Copyright © 2005, Renee' Barnes
I heard the news this morning as I drank my first cup of coffee. I almost choked. Cathy and Irving have gotten married.
Cathy is the popular funnies cartoon character created by Cathy Guisewite. Her story lines have consistently contained the trials and tribulations of a thirty-something woman unsuccessfully looking for love while trying to squeeze into a smaller dress size.
Not all of Cathy's readers are single women. I didn't find her until my oldest son had caused me to pull out tufts of my own hair.
Sitting with a cup of tea and reading the funnies became my calm down ritual during my son's time outs. I haven't read her strip in years, but at the time she was a Godsend. Whether my little ball of energy had thrown the cat out the window, broken my favorite statuary, flushed a bowlful of tampons, painted his brothers with shoe polish or fed the dog the meat I had thawing in the sink, Cathy came to the rescue every time.
I think I'll be a regular reader again, now that she will be seeing life from this side of the alter, but some will take the news hard.

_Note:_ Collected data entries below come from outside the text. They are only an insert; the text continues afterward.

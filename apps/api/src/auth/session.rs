//! Session issuer: turns credentials into a user plus a signed token.

use std::sync::Arc;

use anyhow::Context;
use tracing::info;

use crate::auth::password::{decoy_hash, hash_password, verify_password};
use crate::auth::token::TokenCodec;
use crate::errors::AppError;
use crate::models::user::User;
use crate::store::UserStore;

pub struct Session {
    pub user: User,
    pub access_token: String,
}

pub struct SessionIssuer {
    users: Arc<dyn UserStore>,
    tokens: Arc<TokenCodec>,
}

impl SessionIssuer {
    pub fn new(users: Arc<dyn UserStore>, tokens: Arc<TokenCodec>) -> Self {
        Self { users, tokens }
    }

    /// Token lifetime in minutes, as reported to clients.
    pub fn expires_in(&self) -> i64 {
        self.tokens.ttl().num_minutes()
    }

    pub async fn register(&self, email: &str, password: &str) -> Result<Session, AppError> {
        validate_credentials(email, password)?;

        if self.users.find_by_email(email).await?.is_some() {
            return Err(AppError::Conflict("User already exists".to_string()));
        }

        let owned = password.to_string();
        let hashed = tokio::task::spawn_blocking(move || hash_password(&owned))
            .await
            .context("Password hashing task failed")??;

        // The unique index still decides a concurrent duplicate; it surfaces as Conflict.
        let user = self.users.create(email, &hashed).await?;
        info!("Registered user {}", user.id);

        self.open_session(user)
    }

    /// Unknown email and wrong password fail identically. An unknown email
    /// still pays for one hash verification against the decoy.
    pub async fn login(&self, email: &str, password: &str) -> Result<Session, AppError> {
        let user = self.users.find_by_email(email).await?;

        let candidate = password.to_string();
        let stored = user.as_ref().map(|u| u.hashed_password.clone());
        let verified = tokio::task::spawn_blocking(move || {
            verify_password(&candidate, stored.as_deref().unwrap_or_else(|| decoy_hash()))
        })
        .await
        .context("Password verification task failed")?;

        match user {
            Some(user) if verified => self.open_session(user),
            _ => Err(AppError::InvalidCredentials),
        }
    }

    fn open_session(&self, user: User) -> Result<Session, AppError> {
        let access_token = self.tokens.issue_for_subject(&user.email)?;
        Ok(Session { user, access_token })
    }
}

fn validate_credentials(email: &str, password: &str) -> Result<(), AppError> {
    if !is_valid_email(email) {
        return Err(AppError::Validation(
            "value is not a valid email address".to_string(),
        ));
    }
    if password.is_empty() {
        return Err(AppError::Validation("password must not be empty".to_string()));
    }
    Ok(())
}

/// Structural check only: one `@`, a non-empty local part and a dotted domain.
fn is_valid_email(email: &str) -> bool {
    if email.chars().any(char::is_whitespace) {
        return false;
    }
    let Some((local, domain)) = email.split_once('@') else {
        return false;
    };
    !local.is_empty()
        && !domain.contains('@')
        && domain.contains('.')
        && !domain.starts_with('.')
        && !domain.ends_with('.')
}

#[cfg(test)]
mod tests {
    use super::*;
    use async_trait::async_trait;
    use chrono::Duration;
    use jsonwebtoken::Algorithm;

    use crate::auth::password::DECOY_PASSWORD;
    use crate::store::memory::MemoryStore;
    use crate::store::StoreError;

    fn codec() -> Arc<TokenCodec> {
        Arc::new(TokenCodec::new(
            b"test-secret",
            Algorithm::HS256,
            Duration::minutes(30),
        ))
    }

    fn issuer() -> (SessionIssuer, Arc<TokenCodec>) {
        let tokens = codec();
        (
            SessionIssuer::new(Arc::new(MemoryStore::new()), tokens.clone()),
            tokens,
        )
    }

    /// Lookups always miss, as when a concurrent registration lands between
    /// the pre-check and the insert.
    struct StaleLookups(MemoryStore);

    #[async_trait]
    impl UserStore for StaleLookups {
        async fn find_by_email(&self, _email: &str) -> Result<Option<User>, StoreError> {
            Ok(None)
        }

        async fn create(&self, email: &str, hashed_password: &str) -> Result<User, StoreError> {
            UserStore::create(&self.0, email, hashed_password).await
        }
    }

    #[tokio::test]
    async fn test_register_issues_token_for_email() {
        let (issuer, tokens) = issuer();
        let session = issuer.register("a@x.com", "pw").await.unwrap();

        assert_eq!(session.user.email, "a@x.com");
        assert_ne!(session.user.hashed_password, "pw");
        let claims = tokens.verify(&session.access_token).unwrap();
        assert_eq!(claims["sub"], "a@x.com");
        assert_eq!(issuer.expires_in(), 30);
    }

    #[tokio::test]
    async fn test_register_twice_conflicts() {
        let (issuer, _) = issuer();
        issuer.register("a@x.com", "pw").await.unwrap();
        let err = issuer.register("a@x.com", "other").await.err().unwrap();
        assert!(matches!(err, AppError::Conflict(_)));
    }

    #[tokio::test]
    async fn test_login_round_trip() {
        let (issuer, _) = issuer();
        let registered = issuer.register("a@x.com", "pw").await.unwrap();
        let session = issuer.login("a@x.com", "pw").await.unwrap();
        assert_eq!(session.user.id, registered.user.id);
    }

    #[tokio::test]
    async fn test_login_failures_are_indistinguishable() {
        let (issuer, _) = issuer();
        issuer.register("a@x.com", "pw").await.unwrap();

        let wrong_password = issuer.login("a@x.com", "nope").await.err().unwrap();
        let unknown_email = issuer.login("b@x.com", "pw").await.err().unwrap();

        assert!(matches!(wrong_password, AppError::InvalidCredentials));
        assert!(matches!(unknown_email, AppError::InvalidCredentials));
        assert_eq!(wrong_password.to_string(), unknown_email.to_string());
    }

    #[tokio::test]
    async fn test_register_rejects_invalid_email() {
        let (issuer, _) = issuer();
        let err = issuer.register("invalid-email", "pw").await.err().unwrap();
        assert!(matches!(err, AppError::Validation(_)));
    }

    #[test]
    fn test_email_shape() {
        assert!(is_valid_email("test@example.com"));
        assert!(is_valid_email("first.last+tag@sub.example.org"));
        assert!(!is_valid_email("invalid-email"));
        assert!(!is_valid_email("@example.com"));
        assert!(!is_valid_email("a@localhost"));
        assert!(!is_valid_email("a@b@c.com"));
        assert!(!is_valid_email("a b@c.com"));
        assert!(!is_valid_email("a@.com"));
    }

    #[tokio::test]
    async fn test_duplicate_past_stale_lookup_conflicts() {
        let issuer = SessionIssuer::new(Arc::new(StaleLookups(MemoryStore::new())), codec());
        issuer.register("a@x.com", "pw").await.unwrap();
        let err = issuer.register("a@x.com", "pw").await.err().unwrap();
        assert!(matches!(err, AppError::Conflict(_)));
    }

    #[tokio::test(flavor = "multi_thread", worker_threads = 4)]
    async fn test_concurrent_registrations_admit_one() {
        let issuer = Arc::new(issuer().0);

        let mut handles = Vec::new();
        for _ in 0..8 {
            let issuer = issuer.clone();
            handles.push(tokio::spawn(async move {
                issuer.register("a@x.com", "pw").await
            }));
        }

        let mut admitted = 0;
        for handle in handles {
            match handle.await.unwrap() {
                Ok(_) => admitted += 1,
                Err(err) => assert!(matches!(err, AppError::Conflict(_)), "{err}"),
            }
        }
        assert_eq!(admitted, 1);
    }

    #[tokio::test]
    async fn test_unknown_email_never_matches_decoy() {
        let (issuer, _) = issuer();
        let err = issuer
            .login("ghost@x.com", DECOY_PASSWORD)
            .await
            .err()
            .unwrap();
        assert!(matches!(err, AppError::InvalidCredentials));
    }
}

I can almost hear the collective groan of my unmarried friends. I expect there will be much wine and cheesecake shared between spinsters as they console one another this week. Yes, there will probably be a rush on Prozac and Xanax and the offices of counselors will be filled with weeping wanna-weds for weeks to come.
Lord knows I am as pleased as punch with my married life, but I wonder if those poor dear single souls realize that there are pros and cons to marriage just like everything else.
Their veil-colored glasses lead them to pine over the fact that a married woman has a warm sleeping partner every night. Removing the veil reveals the blanket-thieving fart machines with whom most wives are in bed.
Marriage madness causes fantasies of romantic candle lit dinners for two. True marriage is more like sitting on the couch, watching football over a meal of beanie weenies and beer.
When the real "it" hits the fan, wanna-be wishes for bundles of joy are quickly turned into nightmares of colic, feedings at three in the morning and enough diapers to change for a lifetime. And don't even get me started on raising a teen. I thought I'd be the cool Mom who was her children's best friend, too. I'll spare you the truth, it's far too graphic to go into here anyway.
I must admit that there is one marital benefit, which seems to have no downside. My husband is always happy to open the pickle jar for me when I can't manage it myself, but then again, the pickle is usually for him.